Jordan DeSilva

Personal information
- Full name: Jordan Anthony DeSilva
- Born: 4 May 1990 (age 36) Bermuda
- Batting: Left-handed
- Bowling: Left-arm fast-medium

International information
- National side: Bermuda;

Career statistics
| Competition | FC | LA | T20 |
| Matches | 1 | 3 | 2 |
| Runs scored | 22 | 47 | 28 |
| Batting average | 11.00 | 15.66 | 14.00 |
| 100s/50s | 0/0 | 0/0 | 0/0 |
| Top score | 16 | 20 | 18 |
| Balls bowled | 153 | 168 | 48 |
| Wickets | – | 5 | 2 |
| Bowling average | – | 25.60 | 30.50 |
| 5 wickets in innings | – | 0 | 0 |
| 10 wickets in match | – | 0 | 0 |
| Best bowling | – | 4/40 | 2/33 |
| Catches/stumpings | 1/– | 1/– | 0/– |
- Source: Cricinfo, 31 March 2013

= Jordan DeSilva =

Bermudian cricketer (born 1990)

Jordan Anthony DeSilva (born 4 May 1990) is a Bermudian cricketer who plays for the national cricket team. DeSilva is a left-handed batsman who bowls left-arm fast-medium.

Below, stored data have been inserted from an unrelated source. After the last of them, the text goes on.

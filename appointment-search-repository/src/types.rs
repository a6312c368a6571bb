//! Request and response types for search index operations.

use std::fmt;

use crate::errors::SearchIndexError;
use crate::utils::escape_query_value;

/// Delete-by-query request.
///
/// The query is a disjunction of exact `field:value` clauses. Values are
/// escaped when the query is rendered, so callers pass raw uids.
///
/// # Example
///
/// ```
/// use appointment_search_repository::DeleteQuery;
///
/// let query = DeleteQuery::field("uid", "site_1_appointment")
///     .or("uid_form_string", "site_1_appointment");
/// assert_eq!(
///     query.to_string(),
///     "uid:site_1_appointment OR uid_form_string:site_1_appointment"
/// );
/// ```
#[derive(Debug, Clone, PartialEq, Eq)]
pub struct DeleteQuery {
    clauses: Vec<(String, String)>,
}

impl DeleteQuery {
    /// Create a query matching a single `field:value` clause.
    pub fn field(field: impl Into<String>, value: impl Into<String>) -> Self {
        Self {
            clauses: vec![(field.into(), value.into())],
        }
    }

    /// Add an alternative `field:value` clause.
    pub fn or(mut self, field: impl Into<String>, value: impl Into<String>) -> Self {
        self.clauses.push((field.into(), value.into()));
        self
    }

    /// Reject queries that would match too much.
    ///
    /// An empty field or value would turn into a wildcard-like query on some
    /// backends, so both are required on every clause.
    pub fn validate(&self) -> Result<(), SearchIndexError> {
        if self.clauses.is_empty() {
            return Err(SearchIndexError::validation(
                "Delete query must have at least one clause",
            ));
        }
        for (field, value) in &self.clauses {
            if field.is_empty() || value.is_empty() {
                return Err(SearchIndexError::validation(format!(
                    "Delete query clause '{}:{}' has an empty part",
                    field, value
                )));
            }
        }
        Ok(())
    }
}

impl fmt::Display for DeleteQuery {
    fn fmt(&self, f: &mut fmt::Formatter<'_>) -> fmt::Result {
        let rendered = self
            .clauses
            .iter()
            .map(|(field, value)| format!("{}:{}", field, escape_query_value(value)))
            .collect::<Vec<_>>()
            .join(" OR ");
        f.write_str(&rendered)
    }
}

/// Result of a batch operation for a single document.
#[derive(Debug, Clone)]
pub struct BatchOperationResult {
    /// The document uid.
    pub uid: String,
    /// Whether the operation succeeded.
    pub success: bool,
    /// Error if the operation failed.
    pub error: Option<SearchIndexError>,
}

/// Summary of a batch operation containing aggregate statistics and individual results.
///
/// Lets callers log partial failures without failing the whole batch.
#[derive(Debug, Clone, Default)]
pub struct BatchOperationSummary {
    /// Total number of documents in the batch.
    pub total: usize,
    /// Number of successful operations.
    pub succeeded: usize,
    /// Number of failed operations.
    pub failed: usize,
    /// Individual results for each document.
    pub results: Vec<BatchOperationResult>,
}

impl BatchOperationSummary {
    /// Record the outcome of one document.
    pub fn record(&mut self, uid: impl Into<String>, error: Option<SearchIndexError>) {
        self.total += 1;
        if error.is_some() {
            self.failed += 1;
        } else {
            self.succeeded += 1;
        }
        self.results.push(BatchOperationResult {
            uid: uid.into(),
            success: error.is_none(),
            error,
        });
    }
}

DeSilva was selected in Bermuda Under-19s sixteen-man squad for the 2008 Under-19 Cricket World Cup, making his Youth One Day International (YODI) debut against Bangladesh Under-19s, with him making a further four YODIs in the tournament. He later made his senior debut for Bermuda in a List A match against Uganda in 2009 at the National Stadium, Hamilton. The following year he made a second List A appearance against Namibia during Bermuda's tour of Namibia in April 2010. In July 2010, he made his first-class debut against the United Arab Emirates at Hamilton in the Intercontinental Shield. He followed this up immediately after that fixture making a single List A appearance against the same opposition, as well as playing two Twenty20 matches.